The only two bonus features are a collection of cast and crew interviews. Like the movie itself, the effects work is terrible – they are seemingly in front of a white-screen? How else to explain the white halos around their heads as they talk about how they got cast or whatever? They also scale the actors down when they want to show a “relevant” film clip behind them, and so you’ll see someone raise their hands to make a point and the fingers will just disappear in the middle of the screen. And I say relevant in quotes because that’s not always the case; one of the crew guys says something like “Being on a low budget production forces you to be more creative”, and behind him is a shot of a guy with a camera on a tripod. Wow, you genius! This will save us millions!

The editor of the piece also has a tendency to just cut away from people mid-sentence, which I found hilarious. One guy says “On low budgets, the money you have, either you spent it or-”, and then he is replaced by a woman, also in mid-sentence, saying something about being efficient. It’s like watching someone else’s channel surfing. “Hey, I wanted to hear what he had to say!”

But you know, A for effort and all that. The film’s problems are mostly due to the budget; the script is decent (apart from a curiously inert 3rd act - the action’s pretty fast for the first hour, and then they all to go a house and sit around doing almost nothing for a while) and there’s an obvious love of movies like the original Blob, plus the ones I already mentioned. Forgettable, but enjoyable all the same.

What say you?


  1. Code 46 with Tim Robbins does a great job depicting the future without the use of flying cars and hoverboards... albeit skyscrapers do play a significant role, though. Then again, I guess it's sort of unfair to compare both films with each other.

  2. dead man on campus is a solid movie. i think i may have to watch it tonight.

  3. This comment has been removed by a blog administrator.

  4. I don't understand the future flashback wrapper around the story. It doesn't add anything, and with a plot that drags in several places (especially the house sitting scene, where they are under siege but not actually being attacked), leaving out the future scenes would be an easy way to shorten the running time. The young man who blew up the house, presumably with himself in it, in the final present day scene, reappears 60 years later, not having aged a day, to visit his former girlfriend in her nursing home. Why didn't he age? Why did he hide all those years? What does that weird twist add to a movie about tapeworm monsters?
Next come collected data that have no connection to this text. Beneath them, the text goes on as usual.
// Weekend gap filling against stored readings

mod common;

use chrono::NaiveDate;
use meter_reconciliation_service::db::ReadingRepository;
use meter_reconciliation_service::gaps::WEEKEND_READING_NOTE;
use meter_reconciliation_service::services::{GapFillError, GapFillService};
use serial_test::serial;

fn ymd(y: i32, m: u32, d: u32) -> NaiveDate {
    NaiveDate::from_ymd_opt(y, m, d).unwrap()
}

async fn seed_friday_monday(repo: &ReadingRepository, meter_id: i64) {
    // Friday 2025-01-03 and Monday 2025-01-06
    repo.upsert_reading(meter_id, ymd(2025, 1, 3), 100.0, None)
        .await
        .unwrap();
    repo.upsert_reading(meter_id, ymd(2025, 1, 6), 130.0, None)
        .await
        .unwrap();
}

#[tokio::test]
#[serial]
async fn test_preview_does_not_write() {
    let Some(pool) = common::test_pool().await else {
        return;
    };
    let pool = &pool;
    common::cleanup_serials(pool, &["940001"]).await;
    let facility_id = common::create_facility(pool, "Gap preview").await;
    let meter_id = common::create_meter(pool, facility_id, "940001").await;
    let repo = ReadingRepository::new(pool.clone());
    seed_friday_monday(&repo, meter_id).await;

    let report = GapFillService::new(pool.clone())
        .preview_weekend_gaps(meter_id)
        .await
        .unwrap();

    assert_eq!(report.readings_scanned, 2);
    assert_eq!(report.gaps.len(), 1);
    assert_eq!(report.points_planned, 2);
    assert_eq!(report.gaps[0].weekend_points[0].value, 110.0);
    assert_eq!(report.gaps[0].weekend_points[1].value, 120.0);
    assert_eq!(repo.count_for_meter(meter_id).await.unwrap(), 2);

    common::cleanup_facility(pool, facility_id).await;
}

#[tokio::test]
#[serial]
async fn test_fill_twice_creates_no_duplicates() {
    let Some(pool) = common::test_pool().await else {
        return;
    };
    let pool = &pool;
    common::cleanup_serials(pool, &["940002"]).await;
    let facility_id = common::create_facility(pool, "Gap fill twice").await;
    let meter_id = common::create_meter(pool, facility_id, "940002").await;
    let repo = ReadingRepository::new(pool.clone());
    seed_friday_monday(&repo, meter_id).await;
    let service = GapFillService::new(pool.clone());

    let first = service.fill_weekend_gaps(meter_id).await.unwrap();
    assert_eq!(first.gaps_found, 1);
    assert_eq!(first.inserted, 2);

    let saturday = repo
        .find_one(meter_id, ymd(2025, 1, 4))
        .await
        .unwrap()
        .unwrap();
    assert_eq!(saturday.value, 110.0);
    assert_eq!(saturday.notes.as_deref(), Some(WEEKEND_READING_NOTE));

    // The filled series has no multi-day gaps left
    let second = service.fill_weekend_gaps(meter_id).await.unwrap();
    assert_eq!(second.gaps_found, 0);
    assert_eq!(second.inserted, 0);
    assert_eq!(repo.count_for_meter(meter_id).await.unwrap(), 4);

    common::cleanup_facility(pool, facility_id).await;
}

#[tokio::test]
#[serial]
async fn test_fill_keeps_existing_reading() {
    let Some(pool) = common::test_pool().await else {
        return;
    };
    let pool = &pool;
    common::cleanup_serials(pool, &["940003"]).await;
    let facility_id = common::create_facility(pool, "Gap fill existing").await;
    let meter_id = common::create_meter(pool, facility_id, "940003").await;
    let repo = ReadingRepository::new(pool.clone());
    // Thursday, Saturday (manual), Tuesday
    repo.upsert_reading(meter_id, ymd(2025, 1, 2), 100.0, None)
        .await
        .unwrap();
    repo.upsert_reading(meter_id, ymd(2025, 1, 4), 111.0, Some("Manual"))
        .await
        .unwrap();
    repo.upsert_reading(meter_id, ymd(2025, 1, 7), 140.0, None)
        .await
        .unwrap();

    let summary = GapFillService::new(pool.clone())
        .fill_weekend_gaps(meter_id)
        .await
        .unwrap();

    // Thu->Sat spans only Friday; Sat->Tue spans Sunday and Monday
    assert_eq!(summary.inserted, 1);
    let saturday = repo
        .find_one(meter_id, ymd(2025, 1, 4))
        .await
        .unwrap()
        .unwrap();
    assert_eq!(saturday.value, 111.0);
    assert_eq!(saturday.notes.as_deref(), Some("Manual"));
    let sunday = repo
        .find_one(meter_id, ymd(2025, 1, 5))
        .await
        .unwrap()
        .unwrap();
    assert_eq!(sunday.value, 120.67);

    common::cleanup_facility(pool, facility_id).await;
}

#[tokio::test]
#[serial]
async fn test_unknown_meter() {
    let Some(pool) = common::test_pool().await else {
        return;
    };
    let pool = &pool;

    let result = GapFillService::new(pool.clone())
        .preview_weekend_gaps(-1)
        .await;

    assert!(matches!(result, Err(GapFillError::MeterNotFound(-1))));
}
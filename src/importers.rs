//! Adapters that turn the supported source formats into an [`ImportBatch`]

pub mod batch;
pub mod delimited;
pub mod excel;
pub mod mapping;
pub mod series;

// Re-export commonly used items
pub use batch::{CellValue, ImportBatch, ImportRow, RawCell};
pub use delimited::{DelimitedImportError, DelimitedImporter};
pub use excel::{ExcelImportError, ExcelImporter};
pub use mapping::ReadingMapping;
pub use series::SeriesRecord;
use crate::db::{DbError, Meter, MeterRepository};
use serde::Serialize;
use utoipa::{IntoParams, ToSchema};

// Pagination types (used by API)
#[derive(Debug, Clone, serde::Deserialize, IntoParams)]
#[into_params(parameter_in = Query)]
pub struct MeterListParams {
    pub facility_id: Option<i64>,
    #[serde(default = "default_page")]
    pub page: u32,
    #[serde(default = "default_page_size")]
    pub page_size: u32,
}

fn default_page() -> u32 {
    1
}

fn default_page_size() -> u32 {
    50
}

impl MeterListParams {
    pub fn offset(&self) -> i64 {
        (self.page.saturating_sub(1) as i64) * self.limit()
    }

    pub fn limit(&self) -> i64 {
        self.page_size.clamp(1, 100) as i64
    }
}

#[derive(Debug, Clone, Serialize, ToSchema)]
pub struct MeterListResponse {
    pub total_meters: usize,
    pub page: u32,
    pub page_size: u32,
    pub total_pages: u32,
    pub has_next_page: bool,
    pub has_prev_page: bool,
    pub meters: Vec<Meter>,
}

#[derive(Clone)]
pub struct MeterService {
    meter_repo: MeterRepository,
}

impl MeterService {
    pub fn new(meter_repo: MeterRepository) -> Self {
        Self { meter_repo }
    }

    /// Get paginated meters with metadata
    pub async fn get_meters_paginated(
        &self,
        params: &MeterListParams,
    ) -> Result<MeterListResponse, DbError> {
        let total_meters = self.meter_repo.count(params.facility_id).await?;
        let meters = self
            .meter_repo
            .find_paginated(params.facility_id, params.offset(), params.limit())
            .await?;

        let page_size = params.limit() as u32;
        let total_pages = total_meters.div_ceil(page_size as usize) as u32;

        Ok(MeterListResponse {
            total_meters,
            page: params.page,
            page_size,
            total_pages,
            has_next_page: params.page < total_pages,
            has_prev_page: params.page > 1,
            meters,
        })
    }

    pub async fn get_meter_by_id(&self, meter_id: i64) -> Result<Option<Meter>, DbError> {
        self.meter_repo.find_by_id(meter_id).await
    }
}
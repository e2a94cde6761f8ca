use serde::Deserialize;

use crate::importers::{CellValue, ImportBatch, ImportRow, RawCell};

pub const SERIES_SOURCE_NOTE: &str = "Imported from series";

/// One `{date, value}` record of a single meter's series.
///
/// Older exports name the value `reading`; both keys are accepted.
#[derive(Debug, Clone, PartialEq, Deserialize)]
pub struct SeriesRecord {
    pub date: String,
    #[serde(alias = "reading")]
    pub value: CellValue,
}

impl SeriesRecord {
    pub fn new(date: impl Into<String>, value: impl Into<CellValue>) -> Self {
        Self {
            date: date.into(),
            value: value.into(),
        }
    }
}

/// Parse a JSON array of series records
pub fn from_json_str(json: &str) -> Result<Vec<SeriesRecord>, serde_json::Error> {
    serde_json::from_str(json)
}

/// Wrap one meter's records into a single-row batch keyed by `label`
pub fn to_batch(label: &str, records: Vec<SeriesRecord>, source_note: &str) -> ImportBatch {
    let cells = records
        .into_iter()
        .map(|r| RawCell {
            date: r.date,
            value: r.value,
        })
        .collect();

    ImportBatch {
        source_note: source_note.to_string(),
        rows: vec![ImportRow {
            label: label.to_string(),
            cells,
        }],
    }
}
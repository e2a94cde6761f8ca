use chrono::NaiveDate;

use crate::db::{ConsumptionPoint, ConsumptionSeries, DbError, Reading, ReadingRepository, ReadingSeries};
use crate::utils::round_to;

/// Decimal places of reported consumption
const CONSUMPTION_PLACES: u32 = 3;

#[derive(Clone)]
pub struct ReadingService {
    reading_repo: ReadingRepository,
}

impl ReadingService {
    pub fn new(reading_repo: ReadingRepository) -> Self {
        Self { reading_repo }
    }

    pub async fn get_readings(
        &self,
        meter_id: i64,
        start: Option<NaiveDate>,
        end: Option<NaiveDate>,
    ) -> Result<ReadingSeries, DbError> {
        let readings = self.reading_repo.find_by_meter(meter_id, start, end).await?;

        Ok(ReadingSeries {
            meter_id,
            total_readings: readings.len(),
            first_date: readings.first().map(|r| r.reading_date),
            last_date: readings.last().map(|r| r.reading_date),
            readings,
        })
    }

    /// Consumption between consecutive cumulative readings
    pub async fn get_consumption(
        &self,
        meter_id: i64,
        start: Option<NaiveDate>,
        end: Option<NaiveDate>,
    ) -> Result<ConsumptionSeries, DbError> {
        let readings = self.reading_repo.find_by_meter(meter_id, start, end).await?;
        let points = Self::consumption_points(&readings);
        let total = points.iter().map(|p| p.consumption).sum::<f64>();

        Ok(ConsumptionSeries {
            meter_id,
            total_consumption: round_to(total, CONSUMPTION_PLACES),
            points,
        })
    }

    /// Difference of each reading to its predecessor (readings ascending by date)
    pub fn consumption_points(readings: &[Reading]) -> Vec<ConsumptionPoint> {
        readings
            .windows(2)
            .map(|pair| {
                let (prev, curr) = (&pair[0], &pair[1]);
                ConsumptionPoint {
                    date: curr.reading_date,
                    value: curr.value,
                    consumption: round_to(curr.value - prev.value, CONSUMPTION_PLACES),
                    days: (curr.reading_date - prev.reading_date).num_days(),
                }
            })
            .collect()
    }
}
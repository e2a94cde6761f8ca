//! Shared numeric helpers for the reconciliation engine

/// Round `value` to `places` decimal places (half away from zero).
///
/// Negative zero is folded into `0.0` so rounded results serialize cleanly.
///
/// # Examples
///
/// ```
/// use meter_reconciliation_service::utils::round_to;
///
/// assert_eq!(round_to(110.004, 2), 110.0);
/// assert_eq!(round_to(14588.0799999, 3), 14588.08);
/// assert_eq!(round_to(-0.0001, 2), 0.0);
/// ```
pub fn round_to(value: f64, places: u32) -> f64 {
    let factor = 10f64.powi(places as i32);
    let rounded = (value * factor).round() / factor;
    if rounded == 0.0 {
        0.0 // Converts both 0.0 and -0.0 to 0.0
    } else {
        rounded
    }
}
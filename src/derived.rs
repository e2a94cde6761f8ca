//! Virtual meters computed as weighted sums of other meters' series.
//!
//! A building without its own meter is often modelled as the supply meter
//! minus the sub-metered tenants, e.g. `main = gas * 0.01 - police - bike`.

use std::collections::{BTreeSet, HashMap};
use std::str::FromStr;

use chrono::NaiveDate;
use serde::{Deserialize, Serialize};

use crate::db::DatedValue;
use crate::utils::round_to;

pub const DERIVED_READING_NOTE: &str = "Derived meter calculation";

/// Decimal places of persisted derived values
const DERIVED_PLACES: u32 = 3;

#[derive(Debug, Clone, PartialEq, Eq, thiserror::Error)]
pub enum DerivedSpecError {
    #[error("Derived meter needs at least one source term")]
    NoTerms,

    #[error("Primary meter {0} is not one of the source terms")]
    PrimaryNotASource(i64),

    #[error("Output meter {0} cannot be one of its own sources")]
    OutputIsSource(i64),

    #[error("Invalid term '{0}': expected meter_id:coefficient[:unit_factor]")]
    InvalidTerm(String),

    #[error("Term for meter {0} has a non-finite coefficient or unit factor")]
    NonFiniteTerm(i64),
}

/// One `coefficient * unit_factor * source` summand
#[derive(Debug, Clone, Copy, PartialEq, Serialize, Deserialize)]
pub struct DerivedTerm {
    pub meter_id: i64,
    pub coefficient: f64,
    #[serde(default = "default_unit_factor")]
    pub unit_factor: f64,
}

fn default_unit_factor() -> f64 {
    1.0
}

impl DerivedTerm {
    pub fn new(meter_id: i64, coefficient: f64, unit_factor: f64) -> Self {
        Self {
            meter_id,
            coefficient,
            unit_factor,
        }
    }

    fn weight(&self) -> f64 {
        self.coefficient * self.unit_factor
    }
}

impl FromStr for DerivedTerm {
    type Err = DerivedSpecError;

    /// Parses `meter_id:coefficient` or `meter_id:coefficient:unit_factor`.
    fn from_str(s: &str) -> Result<Self, Self::Err> {
        let invalid = || DerivedSpecError::InvalidTerm(s.to_string());
        let parts: Vec<&str> = s.split(':').map(str::trim).collect();

        let (meter, coefficient, unit_factor) = match parts.as_slice() {
            [meter, coefficient] => (*meter, *coefficient, "1"),
            [meter, coefficient, unit_factor] => (*meter, *coefficient, *unit_factor),
            _ => return Err(invalid()),
        };

        Ok(DerivedTerm {
            meter_id: meter.parse().map_err(|_| invalid())?,
            coefficient: coefficient.parse().map_err(|_| invalid())?,
            unit_factor: unit_factor.parse().map_err(|_| invalid())?,
        })
    }
}

/// Definition of a virtual meter. Not persisted; supplied per run.
#[derive(Debug, Clone, PartialEq, Serialize, Deserialize)]
pub struct DerivedMeterSpec {
    pub output_meter_id: i64,
    /// A date only yields a value when this source has a real reading on it
    pub primary_meter_id: i64,
    pub terms: Vec<DerivedTerm>,
}

impl DerivedMeterSpec {
    pub fn validate(&self) -> Result<(), DerivedSpecError> {
        if self.terms.is_empty() {
            return Err(DerivedSpecError::NoTerms);
        }
        if let Some(term) = self
            .terms
            .iter()
            .find(|t| !t.coefficient.is_finite() || !t.unit_factor.is_finite())
        {
            return Err(DerivedSpecError::NonFiniteTerm(term.meter_id));
        }
        if self.terms.iter().any(|t| t.meter_id == self.output_meter_id) {
            return Err(DerivedSpecError::OutputIsSource(self.output_meter_id));
        }
        if !self.terms.iter().any(|t| t.meter_id == self.primary_meter_id) {
            return Err(DerivedSpecError::PrimaryNotASource(self.primary_meter_id));
        }
        Ok(())
    }

    /// Distinct source meter ids in term order
    pub fn source_meter_ids(&self) -> Vec<i64> {
        let mut ids: Vec<i64> = Vec::with_capacity(self.terms.len());
        for term in &self.terms {
            if !ids.contains(&term.meter_id) {
                ids.push(term.meter_id);
            }
        }
        ids
    }
}

/// Result of evaluating a spec over loaded source series
#[derive(Debug, Clone, Default, PartialEq, Serialize)]
pub struct DerivedComputation {
    /// Dates present in at least one source
    pub candidate_dates: usize,
    pub points: Vec<DatedValue>,
    pub dropped_no_primary: usize,
    pub dropped_non_positive: usize,
}

/// Evaluate `spec` over the given source series.
///
/// Dates are the union over all sources; a source without a reading on a date
/// contributes zero. A date is kept only when the primary source has a reading
/// on it and the weighted sum, rounded to three decimals, is strictly
/// positive.
pub fn compute_derived(
    spec: &DerivedMeterSpec,
    sources: &HashMap<i64, Vec<DatedValue>>,
) -> DerivedComputation {
    let by_meter: HashMap<i64, HashMap<NaiveDate, f64>> = sources
        .iter()
        .map(|(meter_id, series)| {
            let map = series.iter().map(|p| (p.date, p.value)).collect();
            (*meter_id, map)
        })
        .collect();

    let all_dates: BTreeSet<NaiveDate> = spec
        .source_meter_ids()
        .iter()
        .filter_map(|id| by_meter.get(id))
        .flat_map(|map| map.keys().copied())
        .collect();

    let mut computation = DerivedComputation {
        candidate_dates: all_dates.len(),
        ..Default::default()
    };

    let primary = by_meter.get(&spec.primary_meter_id);

    for date in all_dates {
        if !primary.is_some_and(|map| map.contains_key(&date)) {
            computation.dropped_no_primary += 1;
            continue;
        }

        let result: f64 = spec
            .terms
            .iter()
            .map(|term| {
                let value = by_meter
                    .get(&term.meter_id)
                    .and_then(|map| map.get(&date))
                    .copied()
                    .unwrap_or(0.0);
                term.weight() * value
            })
            .sum();

        let rounded = round_to(result, DERIVED_PLACES);
        if rounded > 0.0 {
            computation.points.push(DatedValue::new(date, rounded));
        } else {
            computation.dropped_non_positive += 1;
        }
    }

    computation
}

#[cfg(test)]
mod tests {
    use super::*;

    const GAS: i64 = 1;
    const POLICE: i64 = 2;
    const BIKE: i64 = 3;
    const MAIN: i64 = 10;

    fn day(d: u32) -> NaiveDate {
        NaiveDate::from_ymd_opt(2025, 1, d).unwrap()
    }

    fn main_building_spec() -> DerivedMeterSpec {
        DerivedMeterSpec {
            output_meter_id: MAIN,
            primary_meter_id: GAS,
            terms: vec![
                DerivedTerm::new(GAS, 1.0, 0.01),
                DerivedTerm::new(POLICE, -1.0, 1.0),
                DerivedTerm::new(BIKE, -1.0, 1.0),
            ],
        }
    }

    #[test]
    fn test_weighted_sum_with_unit_conversion() {
        let sources = HashMap::from([
            (GAS, vec![DatedValue::new(day(2), 2_038_857.0)]),
            (POLICE, vec![DatedValue::new(day(2), 5_027.34)]),
            (BIKE, vec![DatedValue::new(day(2), 773.15)]),
        ]);

        let result = compute_derived(&main_building_spec(), &sources);

        assert_eq!(result.points, vec![DatedValue::new(day(2), 14_588.08)]);
        assert_eq!(result.candidate_dates, 1);
    }

    #[test]
    fn test_primary_absent_drops_date_even_with_other_sources() {
        let sources = HashMap::from([
            (GAS, vec![DatedValue::new(day(2), 2_038_857.0)]),
            (
                POLICE,
                vec![
                    DatedValue::new(day(2), 5_027.34),
                    DatedValue::new(day(3), 5_030.0),
                ],
            ),
            (BIKE, vec![DatedValue::new(day(3), 774.0)]),
        ]);

        let result = compute_derived(&main_building_spec(), &sources);

        assert_eq!(result.candidate_dates, 2);
        assert_eq!(result.dropped_no_primary, 1);
        assert_eq!(result.points.len(), 1);
        assert_eq!(result.points[0].date, day(2));
    }

    #[test]
    fn test_lagging_subtractive_source_counts_as_zero() {
        let sources = HashMap::from([
            (GAS, vec![DatedValue::new(day(6), 1_000_000.0)]),
            (POLICE, vec![DatedValue::new(day(6), 2_000.0)]),
            (BIKE, vec![DatedValue::new(day(3), 500.0)]),
        ]);

        let result = compute_derived(&main_building_spec(), &sources);

        // Bike has nothing on the 6th and contributes zero there
        assert_eq!(result.points, vec![DatedValue::new(day(6), 8_000.0)]);
        assert_eq!(result.dropped_no_primary, 1);
    }

    #[test]
    fn test_non_positive_results_are_dropped_not_zeroed() {
        let sources = HashMap::from([
            (
                GAS,
                vec![
                    DatedValue::new(day(2), 100_000.0),
                    DatedValue::new(day(3), 300_000.0),
                ],
            ),
            (
                POLICE,
                vec![
                    DatedValue::new(day(2), 1_000.0),
                    DatedValue::new(day(3), 1_000.0),
                ],
            ),
            (BIKE, vec![]),
        ]);

        let result = compute_derived(&main_building_spec(), &sources);

        // 1000 - 1000 = 0 on the 2nd, 3000 - 1000 on the 3rd
        assert_eq!(result.points, vec![DatedValue::new(day(3), 2_000.0)]);
        assert_eq!(result.dropped_non_positive, 1);
    }

    #[test]
    fn test_result_rounding_to_zero_is_dropped() {
        let spec = DerivedMeterSpec {
            output_meter_id: MAIN,
            primary_meter_id: GAS,
            terms: vec![
                DerivedTerm::new(GAS, 1.0, 1.0),
                DerivedTerm::new(POLICE, -1.0, 1.0),
            ],
        };
        let sources = HashMap::from([
            (GAS, vec![DatedValue::new(day(2), 100.0004)]),
            (POLICE, vec![DatedValue::new(day(2), 100.0)]),
        ]);

        let result = compute_derived(&spec, &sources);

        assert!(result.points.is_empty());
        assert_eq!(result.dropped_non_positive, 1);
    }

    #[test]
    fn test_missing_source_series_contributes_zero() {
        let sources = HashMap::from([(GAS, vec![DatedValue::new(day(2), 50_000.0)])]);

        let result = compute_derived(&main_building_spec(), &sources);

        assert_eq!(result.points, vec![DatedValue::new(day(2), 500.0)]);
    }

    #[test]
    fn test_points_are_in_date_order() {
        let sources = HashMap::from([(
            GAS,
            vec![
                DatedValue::new(day(9), 900.0),
                DatedValue::new(day(2), 200.0),
                DatedValue::new(day(5), 500.0),
            ],
        )]);
        let spec = DerivedMeterSpec {
            output_meter_id: MAIN,
            primary_meter_id: GAS,
            terms: vec![DerivedTerm::new(GAS, 1.0, 1.0)],
        };

        let dates: Vec<NaiveDate> = compute_derived(&spec, &sources)
            .points
            .iter()
            .map(|p| p.date)
            .collect();

        assert_eq!(dates, vec![day(2), day(5), day(9)]);
    }

    #[test]
    fn test_term_from_str() {
        assert_eq!(
            "4:-1".parse::<DerivedTerm>().unwrap(),
            DerivedTerm::new(4, -1.0, 1.0)
        );
        assert_eq!(
            " 7 : 1 : 0.01 ".parse::<DerivedTerm>().unwrap(),
            DerivedTerm::new(7, 1.0, 0.01)
        );
        assert!(matches!(
            "gas:1".parse::<DerivedTerm>(),
            Err(DerivedSpecError::InvalidTerm(_))
        ));
        assert!("1".parse::<DerivedTerm>().is_err());
        assert!("1:2:3:4".parse::<DerivedTerm>().is_err());
    }

    #[test]
    fn test_validate() {
        assert!(main_building_spec().validate().is_ok());

        let mut spec = main_building_spec();
        spec.terms.clear();
        assert_eq!(spec.validate(), Err(DerivedSpecError::NoTerms));

        let mut spec = main_building_spec();
        spec.primary_meter_id = 99;
        assert_eq!(spec.validate(), Err(DerivedSpecError::PrimaryNotASource(99)));

        let mut spec = main_building_spec();
        spec.terms.push(DerivedTerm::new(MAIN, 1.0, 1.0));
        assert_eq!(spec.validate(), Err(DerivedSpecError::OutputIsSource(MAIN)));

        let mut spec = main_building_spec();
        spec.terms[1].coefficient = f64::NAN;
        assert_eq!(spec.validate(), Err(DerivedSpecError::NonFiniteTerm(POLICE)));
    }

    #[test]
    fn test_source_meter_ids_are_distinct() {
        let mut spec = main_building_spec();
        spec.terms.push(DerivedTerm::new(GAS, 0.5, 1.0));
        assert_eq!(spec.source_meter_ids(), vec![GAS, POLICE, BIKE]);
    }

    #[test]
    fn test_spec_deserializes_with_default_unit_factor() {
        let spec: DerivedMeterSpec = serde_json::from_str(
            r#"{"output_meter_id": 10, "primary_meter_id": 1,
                "terms": [{"meter_id": 1, "coefficient": 1.0, "unit_factor": 0.01},
                          {"meter_id": 2, "coefficient": -1.0}]}"#,
        )
        .unwrap();
        assert_eq!(spec.terms[1].unit_factor, 1.0);
        assert!(spec.validate().is_ok());
    }
}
    Why was the town isolated? Why did no one pick up a phone and call for help? Why couldn't they simply drive to the next town to ask for help?

    The tapeworms were slow as molasses, yet the people were unable to escape them.

    I know you have to expect implausible scenes and plot holes in a low budget science fiction movie, but there wasn't even an attempt to set the scene.

    I found the characters interesting. Just wish they had more plot for the characters to act in.

  5. Why didn't the boyfriend not age when he went to see his girlfriend at the nursing home?